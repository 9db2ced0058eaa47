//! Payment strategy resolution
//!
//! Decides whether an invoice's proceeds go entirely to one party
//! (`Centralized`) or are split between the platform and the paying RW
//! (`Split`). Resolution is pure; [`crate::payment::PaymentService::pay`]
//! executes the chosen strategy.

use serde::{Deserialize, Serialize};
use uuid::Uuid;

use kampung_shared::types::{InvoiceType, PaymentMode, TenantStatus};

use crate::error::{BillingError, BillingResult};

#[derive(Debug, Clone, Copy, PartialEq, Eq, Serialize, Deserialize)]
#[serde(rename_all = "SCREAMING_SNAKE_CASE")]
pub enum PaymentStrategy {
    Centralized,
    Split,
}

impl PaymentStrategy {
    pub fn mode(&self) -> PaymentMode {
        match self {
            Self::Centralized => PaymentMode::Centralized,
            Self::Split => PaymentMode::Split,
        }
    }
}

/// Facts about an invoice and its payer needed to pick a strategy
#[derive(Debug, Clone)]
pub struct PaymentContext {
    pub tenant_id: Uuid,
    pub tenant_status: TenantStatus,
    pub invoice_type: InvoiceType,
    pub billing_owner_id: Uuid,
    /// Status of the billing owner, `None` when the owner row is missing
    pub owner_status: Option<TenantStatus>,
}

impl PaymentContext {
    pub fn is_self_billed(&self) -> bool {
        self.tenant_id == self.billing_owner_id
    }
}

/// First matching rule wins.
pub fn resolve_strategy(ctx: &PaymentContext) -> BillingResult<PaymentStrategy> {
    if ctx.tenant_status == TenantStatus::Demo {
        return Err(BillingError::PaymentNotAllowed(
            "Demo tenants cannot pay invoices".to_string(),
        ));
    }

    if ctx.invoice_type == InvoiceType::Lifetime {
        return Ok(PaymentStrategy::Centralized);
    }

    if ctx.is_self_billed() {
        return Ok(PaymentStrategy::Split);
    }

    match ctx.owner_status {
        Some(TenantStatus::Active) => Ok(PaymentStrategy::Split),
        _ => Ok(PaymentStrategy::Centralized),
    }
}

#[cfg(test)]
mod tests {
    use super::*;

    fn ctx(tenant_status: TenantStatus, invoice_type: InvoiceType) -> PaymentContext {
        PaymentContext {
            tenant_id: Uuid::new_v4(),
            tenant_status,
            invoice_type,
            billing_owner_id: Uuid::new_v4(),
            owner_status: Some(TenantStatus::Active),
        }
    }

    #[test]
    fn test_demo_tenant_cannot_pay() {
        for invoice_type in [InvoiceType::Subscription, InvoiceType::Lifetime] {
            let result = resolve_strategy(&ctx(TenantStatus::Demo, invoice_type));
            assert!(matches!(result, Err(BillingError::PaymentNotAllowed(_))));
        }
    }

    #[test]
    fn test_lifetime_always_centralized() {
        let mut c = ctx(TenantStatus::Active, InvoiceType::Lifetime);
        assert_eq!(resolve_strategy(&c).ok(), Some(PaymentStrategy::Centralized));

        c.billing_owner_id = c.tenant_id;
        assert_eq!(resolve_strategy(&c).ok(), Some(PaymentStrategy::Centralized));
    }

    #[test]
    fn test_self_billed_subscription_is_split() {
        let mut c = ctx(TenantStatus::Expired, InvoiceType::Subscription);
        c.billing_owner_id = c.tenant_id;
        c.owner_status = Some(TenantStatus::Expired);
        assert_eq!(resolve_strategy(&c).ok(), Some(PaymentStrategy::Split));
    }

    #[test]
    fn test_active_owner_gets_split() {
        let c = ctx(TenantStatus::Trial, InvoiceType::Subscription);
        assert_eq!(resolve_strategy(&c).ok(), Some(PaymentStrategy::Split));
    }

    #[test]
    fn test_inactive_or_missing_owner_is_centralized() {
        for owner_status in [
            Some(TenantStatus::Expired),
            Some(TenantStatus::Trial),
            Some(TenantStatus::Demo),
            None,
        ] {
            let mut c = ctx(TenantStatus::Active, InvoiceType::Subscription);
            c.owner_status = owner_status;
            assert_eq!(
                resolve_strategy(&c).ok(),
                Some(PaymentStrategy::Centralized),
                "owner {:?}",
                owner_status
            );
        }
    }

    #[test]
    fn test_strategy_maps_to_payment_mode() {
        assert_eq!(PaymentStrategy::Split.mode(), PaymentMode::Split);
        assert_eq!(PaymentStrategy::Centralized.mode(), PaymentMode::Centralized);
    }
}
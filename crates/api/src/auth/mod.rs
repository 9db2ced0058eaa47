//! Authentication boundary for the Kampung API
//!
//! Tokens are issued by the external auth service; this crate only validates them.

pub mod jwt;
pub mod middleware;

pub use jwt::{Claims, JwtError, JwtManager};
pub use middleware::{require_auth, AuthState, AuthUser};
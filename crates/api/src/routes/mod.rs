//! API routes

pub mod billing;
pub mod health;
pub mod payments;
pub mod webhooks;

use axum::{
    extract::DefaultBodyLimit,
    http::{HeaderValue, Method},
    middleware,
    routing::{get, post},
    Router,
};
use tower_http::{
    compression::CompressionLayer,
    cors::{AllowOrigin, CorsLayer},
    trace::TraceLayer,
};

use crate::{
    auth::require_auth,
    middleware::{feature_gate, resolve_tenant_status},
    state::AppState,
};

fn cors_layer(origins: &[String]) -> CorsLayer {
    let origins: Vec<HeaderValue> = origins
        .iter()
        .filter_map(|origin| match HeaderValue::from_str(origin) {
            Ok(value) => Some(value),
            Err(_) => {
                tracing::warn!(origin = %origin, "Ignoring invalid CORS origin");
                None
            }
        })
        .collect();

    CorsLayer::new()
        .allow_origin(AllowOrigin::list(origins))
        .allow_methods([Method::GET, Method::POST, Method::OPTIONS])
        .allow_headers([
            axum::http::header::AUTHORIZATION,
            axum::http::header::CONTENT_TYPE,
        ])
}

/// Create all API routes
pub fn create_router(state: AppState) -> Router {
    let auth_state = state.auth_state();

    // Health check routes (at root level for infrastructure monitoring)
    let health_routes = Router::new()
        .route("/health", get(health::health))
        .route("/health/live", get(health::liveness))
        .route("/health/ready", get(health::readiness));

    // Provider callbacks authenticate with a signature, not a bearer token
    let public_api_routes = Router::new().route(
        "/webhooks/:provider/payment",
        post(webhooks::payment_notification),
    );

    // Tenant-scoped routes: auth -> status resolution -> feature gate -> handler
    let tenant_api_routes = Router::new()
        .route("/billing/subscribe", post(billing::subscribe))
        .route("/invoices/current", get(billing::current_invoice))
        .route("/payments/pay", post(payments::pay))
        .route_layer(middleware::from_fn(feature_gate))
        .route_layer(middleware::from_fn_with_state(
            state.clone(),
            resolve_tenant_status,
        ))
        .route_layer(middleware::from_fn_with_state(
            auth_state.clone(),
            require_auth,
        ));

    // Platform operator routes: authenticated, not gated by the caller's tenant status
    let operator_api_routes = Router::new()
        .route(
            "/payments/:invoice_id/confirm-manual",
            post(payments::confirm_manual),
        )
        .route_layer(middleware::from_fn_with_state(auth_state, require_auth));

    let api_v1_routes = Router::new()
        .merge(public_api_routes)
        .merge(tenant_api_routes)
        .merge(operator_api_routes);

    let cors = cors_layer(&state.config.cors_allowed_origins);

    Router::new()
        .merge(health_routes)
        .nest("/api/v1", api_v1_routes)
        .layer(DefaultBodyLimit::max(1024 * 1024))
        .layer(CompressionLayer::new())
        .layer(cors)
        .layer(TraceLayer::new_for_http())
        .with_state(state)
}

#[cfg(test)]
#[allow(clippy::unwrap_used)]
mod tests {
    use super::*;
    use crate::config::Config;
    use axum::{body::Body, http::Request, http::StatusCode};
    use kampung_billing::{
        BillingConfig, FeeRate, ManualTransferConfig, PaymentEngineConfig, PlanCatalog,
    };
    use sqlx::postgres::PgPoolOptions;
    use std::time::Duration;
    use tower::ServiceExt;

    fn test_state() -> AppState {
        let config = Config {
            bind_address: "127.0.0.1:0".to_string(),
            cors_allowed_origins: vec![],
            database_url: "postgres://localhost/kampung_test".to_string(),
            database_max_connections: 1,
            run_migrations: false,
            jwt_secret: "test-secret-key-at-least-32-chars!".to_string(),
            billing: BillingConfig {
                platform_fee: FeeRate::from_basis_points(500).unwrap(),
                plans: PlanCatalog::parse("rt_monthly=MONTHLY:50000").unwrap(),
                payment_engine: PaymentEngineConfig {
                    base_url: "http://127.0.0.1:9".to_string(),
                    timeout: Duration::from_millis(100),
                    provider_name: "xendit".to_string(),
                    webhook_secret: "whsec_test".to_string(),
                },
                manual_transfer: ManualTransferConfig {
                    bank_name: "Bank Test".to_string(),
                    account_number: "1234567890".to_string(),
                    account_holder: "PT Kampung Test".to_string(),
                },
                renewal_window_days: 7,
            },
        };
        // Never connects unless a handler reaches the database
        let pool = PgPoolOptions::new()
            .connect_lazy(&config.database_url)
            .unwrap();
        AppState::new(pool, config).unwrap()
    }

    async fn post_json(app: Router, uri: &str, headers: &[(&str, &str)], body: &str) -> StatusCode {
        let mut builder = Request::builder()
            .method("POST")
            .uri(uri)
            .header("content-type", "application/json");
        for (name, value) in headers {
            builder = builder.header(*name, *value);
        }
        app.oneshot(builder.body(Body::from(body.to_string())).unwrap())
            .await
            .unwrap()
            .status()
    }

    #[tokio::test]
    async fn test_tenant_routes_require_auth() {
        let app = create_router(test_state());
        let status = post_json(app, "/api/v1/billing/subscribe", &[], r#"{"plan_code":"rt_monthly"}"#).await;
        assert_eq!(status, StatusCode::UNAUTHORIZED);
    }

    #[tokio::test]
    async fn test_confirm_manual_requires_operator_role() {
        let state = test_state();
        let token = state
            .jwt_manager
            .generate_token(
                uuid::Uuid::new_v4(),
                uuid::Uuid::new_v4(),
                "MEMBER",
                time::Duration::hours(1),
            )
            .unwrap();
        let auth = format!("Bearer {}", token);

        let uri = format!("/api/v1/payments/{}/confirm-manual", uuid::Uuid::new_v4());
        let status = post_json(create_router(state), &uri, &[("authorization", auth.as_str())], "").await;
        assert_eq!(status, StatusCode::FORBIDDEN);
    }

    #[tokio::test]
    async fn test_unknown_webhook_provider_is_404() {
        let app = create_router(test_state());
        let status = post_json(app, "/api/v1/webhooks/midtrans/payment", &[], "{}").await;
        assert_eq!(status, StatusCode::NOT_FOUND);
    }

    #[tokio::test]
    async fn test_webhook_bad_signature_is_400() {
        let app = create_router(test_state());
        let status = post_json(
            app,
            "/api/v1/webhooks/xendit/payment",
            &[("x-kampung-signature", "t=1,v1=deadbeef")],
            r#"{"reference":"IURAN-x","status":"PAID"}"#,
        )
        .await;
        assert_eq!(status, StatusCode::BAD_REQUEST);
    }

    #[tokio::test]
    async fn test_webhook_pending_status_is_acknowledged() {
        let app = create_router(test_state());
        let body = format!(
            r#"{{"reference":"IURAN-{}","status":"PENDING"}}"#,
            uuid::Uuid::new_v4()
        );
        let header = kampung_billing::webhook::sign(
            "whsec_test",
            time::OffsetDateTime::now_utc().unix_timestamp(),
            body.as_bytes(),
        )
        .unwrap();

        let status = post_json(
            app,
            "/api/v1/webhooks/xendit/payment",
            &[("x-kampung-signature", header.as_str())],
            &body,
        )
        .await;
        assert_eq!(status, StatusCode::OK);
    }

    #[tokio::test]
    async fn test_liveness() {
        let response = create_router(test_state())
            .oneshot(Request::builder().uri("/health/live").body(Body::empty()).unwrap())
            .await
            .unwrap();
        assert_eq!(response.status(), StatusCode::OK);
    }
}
********
**TASK DESCRIPTION**
All lines of the entries above where "middleware" turns up should be reported.

**EXERCISE SOLUTION**
pub mod middleware;
pub use middleware::{require_auth, AuthState, AuthUser};
    middleware,
    middleware::{feature_gate, resolve_tenant_status},
        .route_layer(middleware::from_fn(feature_gate))
        .route_layer(middleware::from_fn_with_state(
        .route_layer(middleware::from_fn_with_state(
        .route_layer(middleware::from_fn_with_state(auth_state, require_auth));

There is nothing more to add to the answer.